𝕆ne of the persistent concerns that troubled Luna every daybreak, when she rose up to the aroma of the same old toast and eggs, was that this cycle was never going to change. It was the same monotonous routine - wake up, get some food, go to work, blend in, come home and repeat. Three years had gone by, she couldn't say it was a blur since she had toiled hard to find herself a home, a new identity for both of them and start a new life. She feared her days more than the last, as Kit grew older and that he would be more conspicuous to the world outside. 

Recurrently, she accomplished her job as a lounge waitstaff. The humans were no different from her when she started to observe their basic instincts. She was the first species from which they had evolved but the Inhuman gene was lost in some and those personages were humans on this planet. Shi'arians were born with resourceful talents, ranging from anything a creative mind to conjure. 
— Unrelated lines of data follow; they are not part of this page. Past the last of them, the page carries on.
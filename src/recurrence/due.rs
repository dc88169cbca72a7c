//! Pure due-date and eligibility decisions
//!
//! Both functions only look at the rule and the calendar date they are
//! given, so they can be tested without a clock or a database.

use crate::core::time::start_of_day;
use crate::core::{RecurringRule, Schedule};
use chrono::{Datelike, Duration, NaiveDate};

/// Whether `rule` should produce an expense on `today`
///
/// - A rule that never fired is due.
/// - A rule without `day_of_month` fires once and is never due again.
/// - Monthly: day matches and the last fire was in another month.
/// - Weekly: ISO weekday matches and at least seven days passed since the
///   last fire (measured from today's midnight).
/// - Yearly: day and the start month match and the last fire was in another year.
pub fn is_due_today(rule: &RecurringRule, today: NaiveDate) -> bool {
    let Some(last) = rule.last_applied_date else {
        return true;
    };
    let Some(schedule) = rule.schedule() else {
        return false;
    };

    let last_day = last.date_naive();
    match schedule {
        Schedule::Monthly { day } => {
            today.day() == day && (last_day.month(), last_day.year()) != (today.month(), today.year())
        }
        Schedule::Weekly { iso_weekday } => {
            today.weekday().number_from_monday() == iso_weekday
                && start_of_day(today) - last >= Duration::days(7)
        }
        Schedule::Yearly { day } => {
            today.day() == day
                && today.month() == rule.start_date.month()
                && last_day.year() != today.year()
        }
    }
}

/// Whether `rule` may fire at all on `today`
///
/// Bounds are compared on calendar dates, so a rule that starts later today
/// or ends today is still eligible.
pub fn is_eligible(rule: &RecurringRule, today: NaiveDate) -> bool {
    rule.is_active
        && rule.start_date.date_naive() <= today
        && rule.end_date.is_none_or(|end| end.date_naive() >= today)
}

/// Eligible and due
pub fn should_apply(rule: &RecurringRule, today: NaiveDate) -> bool {
    is_eligible(rule, today) && is_due_today(rule, today)
}

#[cfg(test)]
mod tests {
    use super::*;
    use crate::core::Frequency;
    use crate::core::time::parse_timestamp;
    use chrono::{DateTime, Utc};

    fn date(raw: &str) -> NaiveDate {
        NaiveDate::parse_from_str(raw, "%Y-%m-%d").unwrap()
    }

    fn at(raw: &str) -> DateTime<Utc> {
        parse_timestamp(raw).unwrap()
    }

    fn rule(frequency: Frequency, day: Option<u32>) -> RecurringRule {
        RecurringRule {
            id: 1,
            amount: 50.0,
            category: "super".to_string(),
            description: "Gym".to_string(),
            frequency,
            day_of_month: day,
            start_date: at("2024-01-01T00:00:00Z"),
            end_date: None,
            is_active: true,
            last_applied_date: None,
            created_at: at("2024-01-01T00:00:00Z"),
        }
    }

    #[test]
    fn test_never_applied_is_due() {
        for freq in [Frequency::Monthly, Frequency::Weekly, Frequency::Yearly] {
            assert!(is_due_today(&rule(freq, Some(15)), date("2024-03-03")));
            assert!(is_due_today(&rule(freq, None), date("2024-03-03")));
        }
    }

    #[test]
    fn test_missing_day_fires_only_once() {
        let mut r = rule(Frequency::Monthly, None);
        r.last_applied_date = Some(at("2023-01-01T00:00:00Z"));
        assert!(!is_due_today(&r, date("2024-03-01")));
    }

    #[test]
    fn test_monthly() {
        let mut r = rule(Frequency::Monthly, Some(15));
        r.last_applied_date = Some(at("2024-02-15T00:00:00Z"));

        assert!(is_due_today(&r, date("2024-03-15")));
        assert!(!is_due_today(&r, date("2024-03-14")));
        assert!(!is_due_today(&r, date("2024-02-15")));

        // same month number in a later year is due again
        r.last_applied_date = Some(at("2023-03-15T00:00:00Z"));
        assert!(is_due_today(&r, date("2024-03-15")));
    }

    #[test]
    fn test_monthly_day_31_skips_short_months() {
        let mut r = rule(Frequency::Monthly, Some(31));
        r.last_applied_date = Some(at("2024-01-31T00:00:00Z"));

        let mut day = date("2024-02-01");
        while day <= date("2024-02-29") {
            assert!(!is_due_today(&r, day), "{day} should not be due");
            day = day.succ_opt().unwrap();
        }
        assert!(is_due_today(&r, date("2024-03-31")));
    }

    #[test]
    fn test_weekly() {
        // 2024-03-04 is a Monday
        let mut r = rule(Frequency::Weekly, Some(1));
        r.last_applied_date = Some(at("2024-02-26T00:00:00Z"));

        assert!(is_due_today(&r, date("2024-03-04")));
        assert!(!is_due_today(&r, date("2024-03-05")));

        r.last_applied_date = Some(at("2024-03-04T00:00:00Z"));
        assert!(!is_due_today(&r, date("2024-03-04")));
        assert!(is_due_today(&r, date("2024-03-11")));
    }

    #[test]
    fn test_weekly_needs_seven_full_days() {
        // last fire at noon a week ago: today's midnight is only 6.5 days later
        let mut r = rule(Frequency::Weekly, Some(1));
        r.last_applied_date = Some(at("2024-02-26T12:00:00Z"));
        assert!(!is_due_today(&r, date("2024-03-04")));
    }

    #[test]
    fn test_weekly_sunday_is_seven() {
        // 2024-03-10 is a Sunday
        let mut r = rule(Frequency::Weekly, Some(7));
        r.last_applied_date = Some(at("2024-03-03T00:00:00Z"));
        assert!(is_due_today(&r, date("2024-03-10")));
    }

    #[test]
    fn test_yearly_uses_start_month() {
        let mut r = rule(Frequency::Yearly, Some(1));
        r.start_date = at("2024-03-01T00:00:00Z");
        r.last_applied_date = Some(at("2024-03-01T00:00:00Z"));

        assert!(is_due_today(&r, date("2025-03-01")));
        assert!(!is_due_today(&r, date("2025-04-01")));
        assert!(!is_due_today(&r, date("2024-03-01")));
    }

    #[test]
    fn test_eligibility_bounds() {
        let mut r = rule(Frequency::Monthly, Some(1));
        r.start_date = at("2024-03-10T18:00:00Z");
        r.end_date = Some(at("2024-03-20T06:00:00Z"));

        assert!(!is_eligible(&r, date("2024-03-09")));
        assert!(is_eligible(&r, date("2024-03-10")));
        assert!(is_eligible(&r, date("2024-03-20")));
        assert!(!is_eligible(&r, date("2024-03-21")));

        r.is_active = false;
        assert!(!is_eligible(&r, date("2024-03-15")));
    }

    #[test]
    fn test_should_apply_combines_both() {
        let mut r = rule(Frequency::Monthly, Some(15));
        r.start_date = at("2025-01-01T00:00:00Z");
        assert!(is_due_today(&r, date("2024-03-15")));
        assert!(!should_apply(&r, date("2024-03-15")));
    }
}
Luna herself was gifted with the art of gravity manipulation, able to change and shape gravity however she had liked it. It was an essential combat skill but she had never thought of it as such, it was just an instinctual gene engineered to show her as a higher power. It was a status on her planet whereas here, she would be a superhero. But the point was to lay low. She couldn't give a damn about the world until her son was truly safe from it.

Speaking of, she had caught Kit watching the local news channel on the television as she was ready to walk out the door to start her day. He was on the bed, flipping the volume high up so he could listen, but she was quick enough to grab it out of his hands. He groaned out of tune, his hands stretched out to throw a fit.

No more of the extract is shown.